The Aesopian challenge

Weslati, Hager [Speaker] (2018) The Aesopian challenge. In: Exemplarity, authority, universalizability : how is a geopolitics of philosophy to be conceptualised?; 04 May 2018, Kingston upon Thames, U.K.. (Unpublished)


Calls for the emergence of a situated and culture-specific philosophy, from Russia in the 20s to Latin America in the late 60s, or more recently in parts of Arab-speaking cultures after 2011, are indicative of, not one but way too many ghosts under the stage of western philosophy. Mostly lost (not to say unavailable) in translation (and why should they be?), other ways of doing philosophy cannot all be painted with the same brush of the ‘non-Western’, coloniality, the ‘minor’ or the ‘subaltern’. Where knowledge of other peoples, languages and systems of thought are unavailable to students of philosophy, the conceptual toolbox of exclusion and inclusion, centre and periphery, is always present-at-hand and ready-to-hand.

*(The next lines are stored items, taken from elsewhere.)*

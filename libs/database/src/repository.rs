//! Generic repository helper for SeaORM entities with UUID primary keys.
//!
//! Domain repositories wrap [`BaseRepository`] for the by-id CRUD plumbing
//! and drop down to the connection (`db()`) for entity-specific queries.

use sea_orm::{
    ActiveModelBehavior, ActiveModelTrait, DatabaseConnection, DbErr, EntityTrait,
    IntoActiveModel, PrimaryKeyTrait,
};
use std::marker::PhantomData;
use uuid::Uuid;

/// Shared CRUD operations for an entity keyed by a UUID primary key.
///
/// # Example
/// ```ignore
/// use database::BaseRepository;
///
/// struct PgProjectRepository {
///     base: BaseRepository<entity::project::Entity>,
/// }
/// ```
pub struct BaseRepository<E>
where
    E: EntityTrait,
{
    db: DatabaseConnection,
    _entity: PhantomData<E>,
}

impl<E> BaseRepository<E>
where
    E: EntityTrait,
    <E::PrimaryKey as PrimaryKeyTrait>::ValueType: From<Uuid>,
{
    pub fn new(db: DatabaseConnection) -> Self {
        Self {
            db,
            _entity: PhantomData,
        }
    }

    /// Access the underlying connection for entity-specific queries.
    pub fn db(&self) -> &DatabaseConnection {
        &self.db
    }

    /// Insert a new record and return the stored model.
    pub async fn insert<A>(&self, model: A) -> Result<E::Model, DbErr>
    where
        A: ActiveModelTrait<Entity = E> + ActiveModelBehavior + Send,
        E::Model: IntoActiveModel<A>,
    {
        model.insert(&self.db).await
    }

    /// Find a record by its UUID primary key.
    pub async fn find_by_id(&self, id: Uuid) -> Result<Option<E::Model>, DbErr> {
        E::find_by_id(id).one(&self.db).await
    }

    /// Update an existing record and return the stored model.
    pub async fn update<A>(&self, model: A) -> Result<E::Model, DbErr>
    where
        A: ActiveModelTrait<Entity = E> + ActiveModelBehavior + Send,
        E::Model: IntoActiveModel<A>,
    {
        model.update(&self.db).await
    }

    /// Delete a record by its UUID primary key, returning rows affected.
    pub async fn delete_by_id(&self, id: Uuid) -> Result<u64, DbErr> {
        let result = E::delete_by_id(id).exec(&self.db).await?;
        Ok(result.rows_affected)
    }
}
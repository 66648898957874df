//! Type-safe error codes for API responses.
//!
//! This module provides a single source of truth for error codes used across
//! the application. Each error code includes:
//! - String representation for client consumption (e.g., "VALIDATION_ERROR")
//! - Integer code for logging and monitoring (e.g., 1001)
//! - Default human-readable message
//!
//! # Example
//!
//! ```rust
//! use axum_helpers::errors::ErrorCode;
//!
//! let code = ErrorCode::ValidationError;
//! assert_eq!(code.as_str(), "VALIDATION_ERROR");
//! assert_eq!(code.code(), 1001);
//! assert_eq!(code.default_message(), "Request validation failed");
//! ```

use serde::{Deserialize, Serialize};
use utoipa::ToSchema;

/// Standardized error codes for API responses.
///
/// This enum provides a type-safe way to represent error codes across the application.
/// It combines string identifiers (for clients), integer codes (for monitoring), and
/// default messages (for consistency).
#[derive(Debug, Clone, Copy, PartialEq, Eq, Hash, Serialize, Deserialize, ToSchema)]
#[serde(rename_all = "SCREAMING_SNAKE_CASE")]
pub enum ErrorCode {
    // Client errors (1000-1999)
    /// Request validation failed
    ValidationError,

    /// Invalid UUID format in path or query parameter
    InvalidUuid,

    /// JSON extraction from request body failed
    JsonExtraction,

    /// Requested resource was not found
    NotFound,

    /// Request conflicts with current resource state (e.g., duplicate resource)
    Conflict,

    // Server errors (1000s)
    /// An unexpected internal server error occurred
    InternalError,

    /// Service is temporarily unavailable
    ServiceUnavailable,

    // Database errors (2000-2999)
    /// Database query returned no results
    DatabaseNotFound,

    /// Database connection or query error
    DatabaseError,

    // I/O errors (4000s)
    /// File system I/O error
    IoError,

    // JSON parsing errors (5000s)
    /// JSON serialization/deserialization error
    SerdeJsonError,
}

impl ErrorCode {
    /// Get the string representation for client consumption.
    ///
    /// This returns a SCREAMING_SNAKE_CASE identifier that clients can use
    /// to programmatically handle specific error types.
    pub fn as_str(&self) -> &'static str {
        match self {
            Self::ValidationError => "VALIDATION_ERROR",
            Self::InvalidUuid => "INVALID_UUID",
            Self::JsonExtraction => "JSON_EXTRACTION",
            Self::NotFound => "NOT_FOUND",
            Self::Conflict => "CONFLICT",
            Self::InternalError => "INTERNAL_ERROR",
            Self::ServiceUnavailable => "SERVICE_UNAVAILABLE",
            Self::DatabaseNotFound => "DATABASE_NOT_FOUND",
            Self::DatabaseError => "DATABASE_ERROR",
            Self::IoError => "IO_ERROR",
            Self::SerdeJsonError => "SERDE_JSON_ERROR",
        }
    }

    /// Get the integer code for logging and monitoring.
    ///
    /// These codes are used in structured logs to identify error types.
    /// They are organized into ranges:
    /// - 1000-1999: Client errors
    /// - 2000-2999: Database errors
    /// - 4000-4999: I/O errors
    /// - 5000-5999: Serialization errors
    pub fn code(&self) -> i32 {
        match self {
            // Client errors (1000-1999)
            Self::ValidationError => 1001,
            Self::InvalidUuid => 1002,
            Self::JsonExtraction => 1003,
            Self::NotFound => 1004,
            Self::InternalError => 1005,
            Self::Conflict => 1008,
            Self::ServiceUnavailable => 1011,

            // Database errors (2000-2999)
            Self::DatabaseNotFound => 2001,
            Self::DatabaseError => 2003,

            // I/O errors (4000s)
            Self::IoError => 4001,

            // JSON parsing errors (5000s)
            Self::SerdeJsonError => 5001,
        }
    }

    /// Get the default user-facing error message.
    ///
    /// This provides a consistent, human-readable message for each error type.
    /// Individual handlers can override these messages with more specific details.
    pub fn default_message(&self) -> &'static str {
        match self {
            Self::ValidationError => "Request validation failed",
            Self::InvalidUuid => "Invalid UUID format",
            Self::JsonExtraction => "Failed to parse request body",
            Self::NotFound => "Resource not found",
            Self::Conflict => "Resource already exists",
            Self::InternalError => "An internal server error occurred",
            Self::ServiceUnavailable => "Service is temporarily unavailable",
            Self::DatabaseNotFound => "Database record not found",
            Self::DatabaseError => "Database error occurred",
            Self::IoError => "I/O error occurred",
            Self::SerdeJsonError => "JSON serialization error",
        }
    }
}

#[cfg(test)]
mod tests {
    use super::*;

    #[test]
    fn test_error_code_strings() {
        assert_eq!(ErrorCode::ValidationError.as_str(), "VALIDATION_ERROR");
        assert_eq!(ErrorCode::NotFound.as_str(), "NOT_FOUND");
        assert_eq!(ErrorCode::Conflict.as_str(), "CONFLICT");
    }

    #[test]
    fn test_error_code_numbers() {
        assert_eq!(ErrorCode::ValidationError.code(), 1001);
        assert_eq!(ErrorCode::NotFound.code(), 1004);
        assert_eq!(ErrorCode::DatabaseError.code(), 2003);
    }

    #[test]
    fn test_error_code_default_messages() {
        assert_eq!(
            ErrorCode::ValidationError.default_message(),
            "Request validation failed"
        );
        assert_eq!(
            ErrorCode::ServiceUnavailable.default_message(),
            "Service is temporarily unavailable"
        );
    }
}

A more adequate approach will have to remain attentive to moments when the (western) philosophical tradition is (re)presented or (re)interpreted in the form of a narrative. Leaving aside the toolbox option, we will focus our attention on a larger crowd of philosophers who took a stab at narrativizing the philosophical tradition. In this talk, I will discuss the two cases of Wallerstein- Quijano and Kojève, but the audience is invited to bring along their favourite examples and compare notes.